The Global Minimum Tax
On 8 October 2021, the Organisation for Economic Cooperation and Development (“OECD”) released a statement stating that multinational enterprises (“MNEs”) meeting certain conditions will be subject to a minimum tax of 15% from 2023.  It aims to ensure large MNEs pay a minimum level of tax regardless of where they are headquartered or where they operate their business.  The rules are set to provide jurisdictions with a right to “tax back” where other jurisdictions have not exercised their primary taxing rights, or the payment is otherwise subject to low effective taxes. 

The global minimum tax of 15% is a result of negotiation and compromise among members of the OECD/Group of 20 countries (“G20”) Inclusive Framework on base erosion and profit shifting. Among the 140 members, 136 jurisdictions including Hong Kong have agreed to implement the new rules. 

Who would be affected by the Global Minimum Tax?
The global minimum tax only applies to MNEs that meet or exceed an annual gross revenue of EUR750 million.

In other words, if you are not an MNE or if you are an MNE and your annual gross revenue does not meet the EUR750 million threshold, you would not be subject to the global minimum tax.

Exclusions are provided for government entities, international organisations, non-profit organisations, eligible pension funds and investment funds, as well as international shipping income.

With the implementation of the global minimum tax in 2023, MNEs should immediately review if their annual gross revenue would meet or exceed the threshold of EUR750 million.  If they reach the threshold, MNEs should assess the impact under the new rules and seek ways to minimise the potential burden.

The European Union List of Non-Cooperative Jurisdictions for Tax Purposes
Apart from changes initiated by OECD/G20, it is worth noting that on 5 October 2021, the European Union (“EU”) Council announced a revised EU list of non-cooperative jurisdictions for tax purposes.  Hong Kong, together with Costa Rica, Malaysia, North Macedonia, Qatar and Uruguay were newly added to Annex II (the “watch list”) after EU Council’s assessment on a number of foreign source income exemption regimes.  The EU Council considers the current territorial tax regime in Hong Kong may facilitate tax avoidance and lead to situations of double non-taxation.

As background information, the EU has established a list of non-cooperative jurisdictions for tax purposes in December 2017 to promote good tax governance worldwide.  Jurisdictions are assessed based on criteria (such as tax transparency, fair taxation, prevention of tax base erosion and profit shifting) set by the EU Council. 

Would this affect the territorial tax regime adopted by Hong Kong for years?
In response to the EU’s announcement, the Hong Kong Government has committed to the EU to amend the Inland Revenue Ordinance by the end of 2022 and implement relevant measures in 2023.  According to the Government’s press release on 5 October 2021, the proposed legislative amendments will merely target corporations, particularly those with no substantial economic activity in Hong Kong, that make use of passive income such as royalty and interest to evade tax across borders.  Individual taxpayers will unlikely be affected.

Hong Kong has adopted the territorial source principle of taxation for many years.
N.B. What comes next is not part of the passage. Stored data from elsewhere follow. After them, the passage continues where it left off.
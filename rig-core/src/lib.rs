// Shared rig line parsing, calibration, and run state logic.

pub mod calib;
pub mod line;
pub mod model;
pub mod run;
// Demo playback utilities and data path resolution.

use std::env;
use std::path::{Path, PathBuf};
use std::sync::Arc;

use tokio::io::{AsyncBufReadExt, BufReader};
use tokio::sync::{oneshot, RwLock};
use tokio::time::{self, Instant};

use rig_core::calib::Calibration;

use crate::acquisition::apply_line;
use crate::app::RigStore;
use crate::constants::{DEMO_DIR, DEMO_FILE};
use crate::utils::{monotonic_ms, now_epoch_ms};

pub fn demo_default_path(data_dir: &Path) -> PathBuf {
    data_dir.join(DEMO_DIR).join(DEMO_FILE)
}

pub fn resolve_demo_path(data_dir: &Path) -> PathBuf {
    let primary = demo_default_path(data_dir);
    if primary.is_file() {
        return primary;
    }
    let fallback = PathBuf::from("../data").join(DEMO_DIR).join(DEMO_FILE);
    if fallback.is_file() {
        return fallback;
    }
    primary
}

pub fn resolve_data_dir() -> PathBuf {
    if let Ok(value) = env::var("TENSILEBENCH_DATA_DIR") {
        return PathBuf::from(value);
    }
    let local = PathBuf::from("./data");
    if local.is_dir() {
        return local;
    }
    let parent = PathBuf::from("../data");
    if parent.is_dir() {
        return parent;
    }
    local
}

/// Parses one `offset_ms<TAB>raw_line` record of a line log.
pub fn parse_record(entry: &str) -> Option<(u64, &str)> {
    let (offset, line) = entry.trim_end().split_once('\t')?;
    let offset_ms = offset.trim().parse::<u64>().ok()?;
    Some((offset_ms, line))
}

/// Demo playback presents as a fresh run over the live store.
pub async fn reset_store_for_demo(store: &Arc<RwLock<RigStore>>, now_ms: u64) {
    let mut store = store.write().await;
    store.reset_for_run();
    store.raw_lines.clear();
    store.tracker.start(now_ms, now_epoch_ms());
}

/// Replays a recorded line log through the normal apply path at its original
/// pacing, looping until cancelled.
pub async fn demo_playback_loop(
    path: PathBuf,
    store: Arc<RwLock<RigStore>>,
    calibration: Calibration,
    start: Instant,
    mut cancel: oneshot::Receiver<()>,
) -> std::io::Result<()> {
    let mut first_pass = true;

    loop {
        if first_pass {
            first_pass = false;
        } else {
            // Hold the finished pass on screen before looping.
            tokio::select! {
                _ = &mut cancel => break,
                _ = time::sleep(std::time::Duration::from_millis(1000)) => {}
            }
        }
        reset_store_for_demo(&store, monotonic_ms(start)).await;

        let file = tokio::fs::File::open(&path).await?;
        let mut lines = BufReader::new(file).lines();
        let mut last_offset = 0u64;

        loop {
            let entry = tokio::select! {
                _ = &mut cancel => {
                    finish_demo(&store).await;
                    return Ok(());
                }
                entry = lines.next_line() => entry?,
            };
            let Some(entry) = entry else { break };
            let Some((offset_ms, line)) = parse_record(&entry) else {
                continue;
            };

            let delay_ms = offset_ms.saturating_sub(last_offset);
            if delay_ms > 0 {
                tokio::select! {
                    _ = &mut cancel => {
                        finish_demo(&store).await;
                        return Ok(());
                    }
                    _ = time::sleep(std::time::Duration::from_millis(delay_ms)) => {}
                }
            }

            let raw = format!("{line}\n");
            apply_line(&store, &calibration, &raw, monotonic_ms(start)).await;
            last_offset = offset_ms;
        }
    }

    finish_demo(&store).await;
    Ok(())
}

async fn finish_demo(store: &Arc<RwLock<RigStore>>) {
    let mut store = store.write().await;
    store.tracker.stop();
}

#[cfg(test)]
mod tests {
    use super::*;
    use crate::recording::format_record;

    #[test]
    fn record_round_trips() {
        let entry = format_record(1234, "23.5;41.0;1000\r\n");
        let (offset_ms, line) = parse_record(&entry).unwrap();
        assert_eq!(offset_ms, 1234);
        assert_eq!(line, "23.5;41.0;1000");
    }

    #[test]
    fn malformed_records_are_skipped() {
        assert!(parse_record("no tab here").is_none());
        assert!(parse_record("abc\t1;2;3").is_none());
        assert!(parse_record("").is_none());
    }

    #[tokio::test]
    async fn playback_replays_into_store() {
        let dir = tempfile::tempdir().unwrap();
        let path = dir.path().join("demo_run.log");
        let mut log = String::new();
        for (offset, adc) in [(0u64, 100), (1, 200), (2, 300)] {
            log.push_str(&format_record(offset, &format!("22.0;40.0;{adc}")));
        }
        tokio::fs::write(&path, log).await.unwrap();

        let store = Arc::new(RwLock::new(RigStore::new()));
        let (cancel_tx, cancel_rx) = oneshot::channel();
        let playback = demo_playback_loop(
            path,
            store.clone(),
            Calibration::default(),
            Instant::now(),
            cancel_rx,
        );
        // First pass finishes well before the loop delay; cancel afterwards.
        let guard = tokio::spawn(async move {
            time::sleep(std::time::Duration::from_millis(300)).await;
            let _ = cancel_tx.send(());
        });
        playback.await.unwrap();
        guard.await.unwrap();

        let store = store.read().await;
        assert_eq!(store.samples.len(), 3);
        assert_eq!(store.samples[2].force_n, 150.0);
    }
}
Such territorial tax regime has historically attracted many corporations to make Hong Kong as its Asia business hub.  In this regard, the Government has stressed that Hong Kong will continue to maintain this territorial principle and uphold this simple, certain and low-tax regime with a view to maintaining its competitiveness in the business environment. The Government also reiterated that Hong Kong enterprises will not be subject to defensive tax measures imposed by the EU as a result of being included in the watch list on tax co-operation.

While facilitating the EU to swiftly remove Hong Kong from the watch list, the Government indicated that it will strive to minimise the compliance burden of corporates. 

Would companies who lodge offshore claims be affected?
In view of the above, it is quite certain that there will be changes in tax laws in 2022.  We foresee this upcoming change would largely affect taxpayers that generate passive income and without active activities in Hong Kong.  To play safe, taxpayers currently enjoying offshore claims with no / minimal substance in Hong Kong should also closely monitor on the latest developments from the Hong Kong Government and seek appropriate tax advice in advance in order to mitigate challenges from overseas tax jurisdictions as well as the Hong Kong Inland Revenue Department.